WORK TASK »
For the word "DuplicationRow", return each line of the data in which it occurs.

Data entries:

******

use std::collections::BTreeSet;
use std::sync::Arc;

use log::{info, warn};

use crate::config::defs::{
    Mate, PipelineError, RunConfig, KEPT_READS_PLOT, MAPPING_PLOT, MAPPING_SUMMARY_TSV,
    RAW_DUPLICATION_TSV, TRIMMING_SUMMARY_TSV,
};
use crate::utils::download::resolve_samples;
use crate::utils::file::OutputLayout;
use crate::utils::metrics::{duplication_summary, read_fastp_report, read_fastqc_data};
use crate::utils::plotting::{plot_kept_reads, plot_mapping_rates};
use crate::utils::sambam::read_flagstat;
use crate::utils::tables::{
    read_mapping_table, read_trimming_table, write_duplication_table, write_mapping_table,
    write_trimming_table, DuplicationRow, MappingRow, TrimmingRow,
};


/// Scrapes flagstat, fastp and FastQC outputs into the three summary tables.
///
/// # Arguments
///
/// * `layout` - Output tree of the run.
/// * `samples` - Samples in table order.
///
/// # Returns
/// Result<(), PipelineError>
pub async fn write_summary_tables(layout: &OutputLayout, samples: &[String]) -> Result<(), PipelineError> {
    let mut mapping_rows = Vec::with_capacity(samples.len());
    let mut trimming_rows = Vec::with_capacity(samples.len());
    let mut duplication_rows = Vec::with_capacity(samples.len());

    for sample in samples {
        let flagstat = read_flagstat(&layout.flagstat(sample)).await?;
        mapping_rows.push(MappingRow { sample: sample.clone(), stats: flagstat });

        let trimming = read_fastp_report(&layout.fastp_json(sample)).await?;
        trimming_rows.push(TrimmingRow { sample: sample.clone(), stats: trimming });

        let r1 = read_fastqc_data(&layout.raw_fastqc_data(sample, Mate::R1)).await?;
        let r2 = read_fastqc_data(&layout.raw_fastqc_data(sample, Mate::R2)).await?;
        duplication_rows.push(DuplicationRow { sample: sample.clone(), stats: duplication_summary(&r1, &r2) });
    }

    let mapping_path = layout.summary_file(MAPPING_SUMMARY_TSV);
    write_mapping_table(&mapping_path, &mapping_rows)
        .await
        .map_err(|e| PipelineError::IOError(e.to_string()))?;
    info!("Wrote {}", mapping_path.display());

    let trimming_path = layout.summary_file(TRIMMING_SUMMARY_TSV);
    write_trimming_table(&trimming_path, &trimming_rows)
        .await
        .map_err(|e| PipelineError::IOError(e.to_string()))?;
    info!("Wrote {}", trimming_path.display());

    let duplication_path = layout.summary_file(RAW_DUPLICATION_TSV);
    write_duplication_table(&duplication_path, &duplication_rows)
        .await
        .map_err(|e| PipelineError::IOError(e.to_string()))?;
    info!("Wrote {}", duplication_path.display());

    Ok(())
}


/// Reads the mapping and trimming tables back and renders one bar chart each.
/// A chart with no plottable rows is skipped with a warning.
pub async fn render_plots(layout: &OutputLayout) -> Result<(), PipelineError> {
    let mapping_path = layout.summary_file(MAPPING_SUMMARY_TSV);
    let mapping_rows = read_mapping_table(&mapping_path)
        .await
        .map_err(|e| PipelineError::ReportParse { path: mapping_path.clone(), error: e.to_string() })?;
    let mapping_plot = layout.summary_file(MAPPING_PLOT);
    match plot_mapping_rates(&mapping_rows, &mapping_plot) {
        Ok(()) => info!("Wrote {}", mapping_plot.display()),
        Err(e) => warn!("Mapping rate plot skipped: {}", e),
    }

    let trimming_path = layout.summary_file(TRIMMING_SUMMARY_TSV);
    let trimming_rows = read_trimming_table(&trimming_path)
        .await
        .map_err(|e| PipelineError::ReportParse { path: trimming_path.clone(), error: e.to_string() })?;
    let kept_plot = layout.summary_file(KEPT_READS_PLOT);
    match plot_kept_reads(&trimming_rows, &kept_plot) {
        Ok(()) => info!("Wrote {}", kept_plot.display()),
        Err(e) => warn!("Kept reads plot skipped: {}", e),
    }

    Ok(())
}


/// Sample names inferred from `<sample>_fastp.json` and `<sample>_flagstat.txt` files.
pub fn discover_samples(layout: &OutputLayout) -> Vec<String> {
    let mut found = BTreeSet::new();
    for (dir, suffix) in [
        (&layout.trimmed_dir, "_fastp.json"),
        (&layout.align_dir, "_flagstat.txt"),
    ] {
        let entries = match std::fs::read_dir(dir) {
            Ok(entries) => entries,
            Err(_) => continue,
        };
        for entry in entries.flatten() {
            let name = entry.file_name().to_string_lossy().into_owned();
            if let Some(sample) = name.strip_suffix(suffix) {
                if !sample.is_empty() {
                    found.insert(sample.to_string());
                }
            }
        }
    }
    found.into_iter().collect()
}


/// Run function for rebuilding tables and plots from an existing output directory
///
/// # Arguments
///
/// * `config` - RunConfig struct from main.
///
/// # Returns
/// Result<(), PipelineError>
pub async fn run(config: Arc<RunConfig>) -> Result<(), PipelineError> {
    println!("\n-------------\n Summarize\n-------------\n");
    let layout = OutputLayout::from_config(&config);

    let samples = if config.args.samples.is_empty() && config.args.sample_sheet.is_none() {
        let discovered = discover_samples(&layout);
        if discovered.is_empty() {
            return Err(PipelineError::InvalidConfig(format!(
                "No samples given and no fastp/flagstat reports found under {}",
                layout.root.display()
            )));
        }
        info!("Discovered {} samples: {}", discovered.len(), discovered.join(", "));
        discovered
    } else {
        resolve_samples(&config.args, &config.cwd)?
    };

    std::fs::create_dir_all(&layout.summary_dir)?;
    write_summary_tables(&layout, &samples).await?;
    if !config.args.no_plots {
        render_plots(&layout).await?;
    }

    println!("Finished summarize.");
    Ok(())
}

******

EXERCISE SOLUTION »
    write_trimming_table, DuplicationRow, MappingRow, TrimmingRow,
        duplication_rows.push(DuplicationRow { sample: sample.clone(), stats: duplication_summary(&r1, &r2) });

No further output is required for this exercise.